De la fiebre del oro a la de las tierras raras
LA CODICIA humana es un virus mutante. En el siglo XIX enfermó al mundo de una repentina fiebre del oro. En el XXI amenaza con provocarle una pulmonía geopolítica derivada de otro milagro mineral: la nueva alquimia de las tierras raras, 17 elementos de nombre exótico –escandio, itrio, disprosio, holmio...– que del fondo de la tabla periódica han saltado a primera fila, convertidas en piedra angular del consumo moderno y la transición verde. La fuente de la que beben desde el móvil al coche eléctrico, pasando por robots, turbinas y hasta los drones con los que se juega en el tablero estratégico de la guerra moderna.
Semejantes superpoderes las han convertido en las nuevas pepitas doradas de los ríos californianos que transformaron a unos peregrinos ascéticos y sacrificados en mineros rapaces armados de pico y pala. Una era en la que el sueño americano enjugó el sudor de la frente de agricultores y ganaderos para permitirles apostar a la prosperidad exprés y dejar los campos en perpetuo barbecho: había otras cosas que hacer en una California convertida en casino y en burdel.
La diferencia con esta nueva fiebre es
que la partida se juega hoy en las alturas (las tierras raras ya tensan la relación comercial entre EEUU y China, que concentra un peligroso porcentaje de esos elementos claves para la defensa).

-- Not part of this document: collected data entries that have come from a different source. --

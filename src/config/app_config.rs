use crate::error::{AppError, Result};
use std::env;

#[derive(Debug, Clone)]
pub struct AppConfig {
    pub database: DatabaseConfig,
}

#[derive(Debug, Clone)]
pub struct DatabaseConfig {
    pub url: String,
    pub max_connections: u32,
}

impl AppConfig {
    pub fn from_env() -> Result<Self> {
        Ok(Self {
            database: DatabaseConfig {
                url: env::var("DATABASE_URL")?,
                max_connections: env::var("DB_MAX_CONNECTIONS")
                    .unwrap_or_else(|_| "5".to_string())
                    .parse()
                    .map_err(|_| {
                        AppError::ConfigError("Invalid DB_MAX_CONNECTIONS value".to_string())
                    })?,
            },
        })
    }
}
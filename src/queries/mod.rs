pub mod category_queries;
pub mod product_queries;
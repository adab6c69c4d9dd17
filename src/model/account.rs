use chrono::{DateTime, Utc};
use serde::Serialize;
use utoipa::ToSchema;
use uuid::Uuid;

use crate::model::role::Role;

/// Staff login record. The hash never leaves the process; handlers
/// only ever serialize [`PublicAccount`].
#[derive(Debug, Clone)]
pub struct Account {
    pub id: Uuid,
    pub username: String,
    pub password_hash: String,
    pub email: Option<String>,
    pub role: Role,
    pub is_active: bool,
    pub created_at: DateTime<Utc>,
    pub last_login_at: Option<DateTime<Utc>>,
}

/// Input for provisioning a new account.
#[derive(Debug, Clone)]
pub struct NewAccount {
    pub username: String,
    pub password_hash: String,
    pub email: Option<String>,
    pub role: Role,
}

#[derive(Debug, Clone, Serialize, ToSchema)]
#[serde(rename_all = "camelCase")]
pub struct PublicAccount {
    pub id: Uuid,
    #[schema(example = "admin")]
    pub username: String,
    pub role: Role,
    #[schema(example = "admin@company.com", nullable = true)]
    pub email: Option<String>,
    pub created_at: DateTime<Utc>,
}

impl From<&Account> for PublicAccount {
    fn from(account: &Account) -> Self {
        Self {
            id: account.id,
            username: account.username.clone(),
            role: account.role,
            email: account.email.clone(),
            created_at: account.created_at,
        }
    }
}
//! Listing filters, pagination and roster statistics.

use std::str::FromStr;

use chrono::{Days, NaiveDate};
use serde::{Deserialize, Serialize};
use utoipa::{IntoParams, ToSchema};

use crate::model::employee::{Department, Employee, EmployeeStatus};

pub const DEFAULT_PAGE: u32 = 1;
pub const DEFAULT_LIMIT: u32 = 10;
pub const RECENT_HIRE_DAYS: u64 = 30;

/// Query string of `GET /employees`. Everything arrives as text so that
/// junk values fall back to defaults instead of rejecting the request.
#[derive(Debug, Default, Deserialize, IntoParams, ToSchema)]
#[into_params(parameter_in = Query)]
pub struct EmployeeQuery {
    /// Page number, 1-based
    pub page: Option<String>,
    /// Items per page
    pub limit: Option<String>,
    /// Exact department name
    pub department: Option<String>,
    /// Exact status (Active, Inactive, Terminated)
    pub status: Option<String>,
    /// Case-insensitive match on name, email, employeeId or position
    pub search: Option<String>,
}

#[derive(Debug, Clone, Copy, PartialEq, Eq)]
pub struct PageRequest {
    pub page: u32,
    pub limit: u32,
}

impl PageRequest {
    pub fn parse(page: Option<&str>, limit: Option<&str>, max_limit: u32) -> Self {
        let parse = |raw: Option<&str>| {
            raw.and_then(|s| s.trim().parse::<u32>().ok())
                .filter(|n| *n >= 1)
        };
        Self {
            page: parse(page).unwrap_or(DEFAULT_PAGE),
            limit: parse(limit).unwrap_or(DEFAULT_LIMIT).min(max_limit.max(1)),
        }
    }

    pub fn offset(&self) -> u64 {
        u64::from(self.page - 1) * u64::from(self.limit)
    }
}

#[derive(Debug, Clone, PartialEq, Eq, Serialize, ToSchema)]
#[serde(rename_all = "camelCase")]
pub struct Pagination {
    pub current_page: u32,
    pub total_pages: u64,
    pub total_employees: u64,
    pub has_next_page: bool,
    pub has_prev_page: bool,
    pub limit: u32,
}

impl Pagination {
    pub fn new(page: PageRequest, total: u64) -> Self {
        let total_pages = total.div_ceil(u64::from(page.limit));
        Self {
            current_page: page.page,
            total_pages,
            total_employees: total,
            has_next_page: u64::from(page.page) < total_pages,
            has_prev_page: page.page > 1,
            limit: page.limit,
        }
    }
}

/// Conjunctive filter; `search` is a disjunction over four text fields.
#[derive(Debug, Clone, Default, PartialEq, Eq)]
pub struct EmployeeFilter {
    pub department: Option<Department>,
    pub status: Option<EmployeeStatus>,
    pub search: Option<String>,
}

impl EmployeeFilter {
    /// Department and status must spell a variant exactly. Returns `None`
    /// when one of them names nothing, since such a filter matches no record.
    pub fn from_query(query: &EmployeeQuery) -> Option<Self> {
        fn non_blank(v: &Option<String>) -> Option<String> {
            v.as_deref()
                .map(str::trim)
                .filter(|s| !s.is_empty())
                .map(str::to_string)
        }
        fn exact<T: FromStr>(v: &Option<String>) -> Result<Option<T>, ()> {
            non_blank(v).map(|s| T::from_str(&s).map_err(|_| ())).transpose()
        }

        Some(Self {
            department: exact(&query.department).ok()?,
            status: exact(&query.status).ok()?,
            search: non_blank(&query.search),
        })
    }

    pub fn matches(&self, employee: &Employee) -> bool {
        if let Some(department) = self.department
            && employee.department != department
        {
            return false;
        }
        if let Some(status) = self.status
            && employee.status != status
        {
            return false;
        }
        if let Some(search) = &self.search {
            let needle = search.to_lowercase();
            return [
                &employee.name,
                &employee.email,
                &employee.employee_id,
                &employee.position,
            ]
            .iter()
            .any(|field| field.to_lowercase().contains(&needle));
        }
        true
    }
}

/// Escapes `LIKE` wildcards so a search term is matched literally.
pub fn like_pattern(term: &str) -> String {
    let mut escaped = String::with_capacity(term.len() + 2);
    escaped.push('%');
    for c in term.chars() {
        if matches!(c, '%' | '_' | '\\') {
            escaped.push('\\');
        }
        escaped.push(c);
    }
    escaped.push('%');
    escaped
}

#[derive(Debug, Clone, PartialEq, Serialize, ToSchema)]
#[serde(rename_all = "camelCase")]
pub struct StatsOverview {
    pub total_employees: u64,
    pub active_employees: u64,
    pub inactive_employees: u64,
    pub terminated_employees: u64,
    pub recent_hires: u64,
}

#[derive(Debug, Clone, PartialEq, Serialize, ToSchema)]
#[serde(rename_all = "camelCase")]
pub struct DepartmentStat {
    pub department: Department,
    pub count: u64,
    pub avg_salary: f64,
}

#[derive(Debug, Clone, PartialEq, Serialize, ToSchema)]
#[serde(rename_all = "camelCase")]
pub struct EmployeeStats {
    pub overview: StatsOverview,
    pub department_stats: Vec<DepartmentStat>,
}

/// Hires on or after this date count as recent.
pub fn recent_hire_cutoff(today: NaiveDate) -> NaiveDate {
    today
        .checked_sub_days(Days::new(RECENT_HIRE_DAYS))
        .unwrap_or(NaiveDate::MIN)
}

/// Largest group first; equal counts ordered by department name so repeated
/// calls over the same data are identical.
pub fn sort_department_stats(stats: &mut [DepartmentStat]) {
    stats.sort_by(|a, b| {
        b.count
            .cmp(&a.count)
            .then_with(|| a.department.as_ref().cmp(b.department.as_ref()))
    });
}

pub fn compute_stats<'a>(
    employees: impl IntoIterator<Item = &'a Employee>,
    since: NaiveDate,
) -> EmployeeStats {
    let mut overview = StatsOverview {
        total_employees: 0,
        active_employees: 0,
        inactive_employees: 0,
        terminated_employees: 0,
        recent_hires: 0,
    };
    let mut groups: Vec<(Department, u64, f64)> = Vec::new();

    for e in employees {
        overview.total_employees += 1;
        match e.status {
            EmployeeStatus::Active => overview.active_employees += 1,
            EmployeeStatus::Inactive => overview.inactive_employees += 1,
            EmployeeStatus::Terminated => overview.terminated_employees += 1,
        }
        if e.join_date >= since {
            overview.recent_hires += 1;
        }
        match groups.iter_mut().find(|(d, _, _)| *d == e.department) {
            Some((_, count, sum)) => {
                *count += 1;
                *sum += e.salary;
            }
            None => groups.push((e.department, 1, e.salary)),
        }
    }

    let mut department_stats: Vec<DepartmentStat> = groups
        .into_iter()
        .map(|(department, count, sum)| DepartmentStat {
            department,
            count,
            avg_salary: sum / count as f64,
        })
        .collect();
    sort_department_stats(&mut department_stats);

    EmployeeStats {
        overview,
        department_stats,
    }
}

Al contrario que el oro, no son metales puros y su extracción es agónica, así que el proceso de separación de las rocas, donde no se hallan en altas concentraciones, requiere métodos caros y sofisticados.
La extracción de oro en el glorioso año de 1848 estaba, en cambio, al alcance de cualquiera que tuviera hambre y audacia. Al final fueron cientos de miles los buscavidas que arriesgaron vida y fortuna para probar suerte en la lotería. La culpa del terremoto la tuvo James Marshall, un joven que trabajaba en New Helvetia, colonia fundada por el suizo John Sutter tras huir de Europa asediado por las deudas. El 24 de enero, Marshall observó un extraño fulgor al fondo del río. Los rumores del hallazgo se volvieron un clamor, que estalló del todo por boca de Samuel Brannan, periodista que viajó a la zona para certificar el milagro y acabó montando un próspero todo a cien para buscadores de oro donde había desde monos de faena a herramientas y filtradores... Sólo faltaba que el presidente confirmara el asunto, y así lo hizo James Polk en un informe al Congreso. Dos años después, la pequeña San Francisco había engordado de 800 habitantes a 25.000 y la fiebre del oro había dejado un opaco rastro de miseria, violencia y muerte.